De combinatie van een lage rente en een gebrek aan wil, zorgden ervoor dat slechte leningen niet herkend werden en er weinig werd gedaan om banken te herkapitaliseren. Het leidde tot misallocatie van kapitaal, omdat gezonde bedrijven verstoken bleven van financiering en droeg bij aan de relatieve afname van de Japanse productiviteit. Het Japanse BBP ligt in 2016 nauwelijks hoger dan in 1995, wat nog eens versterkt wordt door de vergrijzing in het land. De economische problemen worden versterkt door de aanhoudende deflatie. Daarnaast waren Japanse bedrijven ook nog eens zeer inefficiënt, maar er zijn tekenen van verbetering.,/p>

Lage rente nu

Waarderingen zijn een belangrijke factor. Lamont gebruikt diverse rekenmethoden en allen wijzen uit dat de Amerikaanse markten momenteel duur geprijsd zijn. CAPE, K/W en K/B, liggen allen boven het historisch gemiddelde, maar de economie staat er ook beter voor dan in andere delen van de ontwikkelde wereld. De groei in Europa is zwak, de demografische ontwikkelingen verslechteren snel en de financiële sector is zwak. Japanse waarderingen lijken redelijk ten opzichte van het eigen verleden, maar niet ten opzichte van de rest van de wereld.

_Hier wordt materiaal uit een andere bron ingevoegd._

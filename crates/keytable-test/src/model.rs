//! A slow reference model of a table.
//!
//! Rows live in a plain vector kept in sort order. An upsert goes after
//! every row that does not sort after it, which is where the tree puts it
//! too, so the model predicts the exact row order including ties.

use std::cmp::Ordering;

use keytable_common::types::{RowKey, SortColumn};
use keytable_core::RowComparator;

/// One row of the model.
#[derive(Debug, Clone, PartialEq, Eq)]
pub struct ModelRow {
    /// Row identity.
    pub key: RowKey,
    /// Sort key.
    pub columns: Vec<SortColumn>,
    /// Visibility.
    pub hidden: bool,
}

/// Ordered list of rows.
#[derive(Debug, Default)]
pub struct ReferenceTable {
    comparator: RowComparator,
    rows: Vec<ModelRow>,
}

impl ReferenceTable {
    /// Creates an empty model with the default comparator.
    pub fn new() -> Self {
        Self::default()
    }

    /// Applies an upsert.
    pub fn upsert(&mut self, key: RowKey, columns: Vec<SortColumn>, hidden: bool) {
        if let Some(pos) = self.position(key) {
            let stored = &self.rows[pos].columns;
            if self.comparator.compare(stored, &columns, false) == Ordering::Equal
                && self.comparator.compare(&columns, stored, false) == Ordering::Equal
            {
                return;
            }
            self.rows.remove(pos);
        }

        let at = self.rows.partition_point(|row| {
            self.comparator.compare(&row.columns, &columns, false) != Ordering::Greater
        });
        self.rows.insert(
            at,
            ModelRow {
                key,
                columns,
                hidden,
            },
        );
    }

    /// Applies a delete. Returns false if the key was absent.
    pub fn delete(&mut self, key: RowKey) -> bool {
        match self.position(key) {
            Some(pos) => {
                self.rows.remove(pos);
                true
            }
            None => false,
        }
    }

    /// Hides the rows after `key` sharing its sort key as a prefix.
    /// Returns `None` if the key is absent.
    pub fn hide_from(&mut self, key: RowKey) -> Option<Vec<RowKey>> {
        let pos = self.position(key)?;
        let members = self.members(pos);
        for &at in &members {
            self.rows[at].hidden = true;
        }
        Some(members.into_iter().map(|at| self.rows[at].key).collect())
    }

    /// Unhides the members of `key` at the depth of the first one.
    /// Returns `None` if the key is absent or hidden.
    pub fn unhide_from(&mut self, key: RowKey) -> Option<Vec<RowKey>> {
        let pos = self.position(key)?;
        if self.rows[pos].hidden {
            return None;
        }
        let members = self.members(pos);
        let depth = members.first().map(|&at| self.rows[at].columns.len());

        let mut shown = Vec::new();
        for at in members {
            if Some(self.rows[at].columns.len()) == depth {
                self.rows[at].hidden = false;
                shown.push(self.rows[at].key);
            }
        }
        Some(shown)
    }

    /// Indices of the contiguous rows after `pos` that share its prefix.
    fn members(&self, pos: usize) -> Vec<usize> {
        let prefix = &self.rows[pos].columns;
        (pos + 1..self.rows.len())
            .take_while(|&at| {
                self.comparator
                    .compare_prefix(prefix.len(), prefix, &self.rows[at].columns)
                    == Ordering::Equal
            })
            .collect()
    }

    /// Index of a key in sort order.
    pub fn position(&self, key: RowKey) -> Option<usize> {
        self.rows.iter().position(|row| row.key == key)
    }

    /// Keys in sort order.
    pub fn keys(&self, include_hidden: bool) -> Vec<RowKey> {
        self.rows
            .iter()
            .filter(|row| include_hidden || !row.hidden)
            .map(|row| row.key)
            .collect()
    }

    /// Number of visible rows.
    pub fn visible_count(&self) -> usize {
        self.rows.iter().filter(|row| !row.hidden).count()
    }

    /// Number of rows.
    pub fn len(&self) -> usize {
        self.rows.len()
    }

    /// Returns true if the model has no rows.
    pub fn is_empty(&self) -> bool {
        self.rows.is_empty()
    }

    /// The row before `key` in sort order, hidden rows included.
    pub fn predecessor(&self, key: RowKey) -> Option<RowKey> {
        let pos = self.position(key)?;
        pos.checked_sub(1).map(|prev| self.rows[prev].key)
    }
}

Het is meer een gevolg van de structurele problemen in het land. Aandelen uit opkomende markten lijken goedkoper, de demografische ontwikkeling is gunstiger, net als de overheidsfinanciën. Wel vertraagt de groei en is de schuldenberg in China zorgwekkend. Kredietbubbels eindigen zelden goed, en dat belooft niet veel goeds voor de opkomende en de ontwikkelde markten.

Conclusie: het kan vriezen en dooien

De langetermijnrendementen zijn zwak als de waarderingen hoog zijn, tenzij de bedrijfswinsten sterk verbeteren. De overheidsfinanciën, fiscaal beleid, demografische ontwikkelingen, bankensector en inflatie, vragen onze aandacht. En daaraan gemeten is niet één markt attractief te noemen. Als de groei van de wereldeconomie stabiliseert of verbetert, dan zijn de opkomende markten en Japan goed gepositioneerd, terwijl de dure Amerikaanse markt het moeilijker gaat krijgen.

Maar bij een groeiverslechtering kunnen opkomende markten, Japan en Europa onder nieuwe druk komen te staan en lijkt de VS over het meeste weerstandsvermogen te beschikken.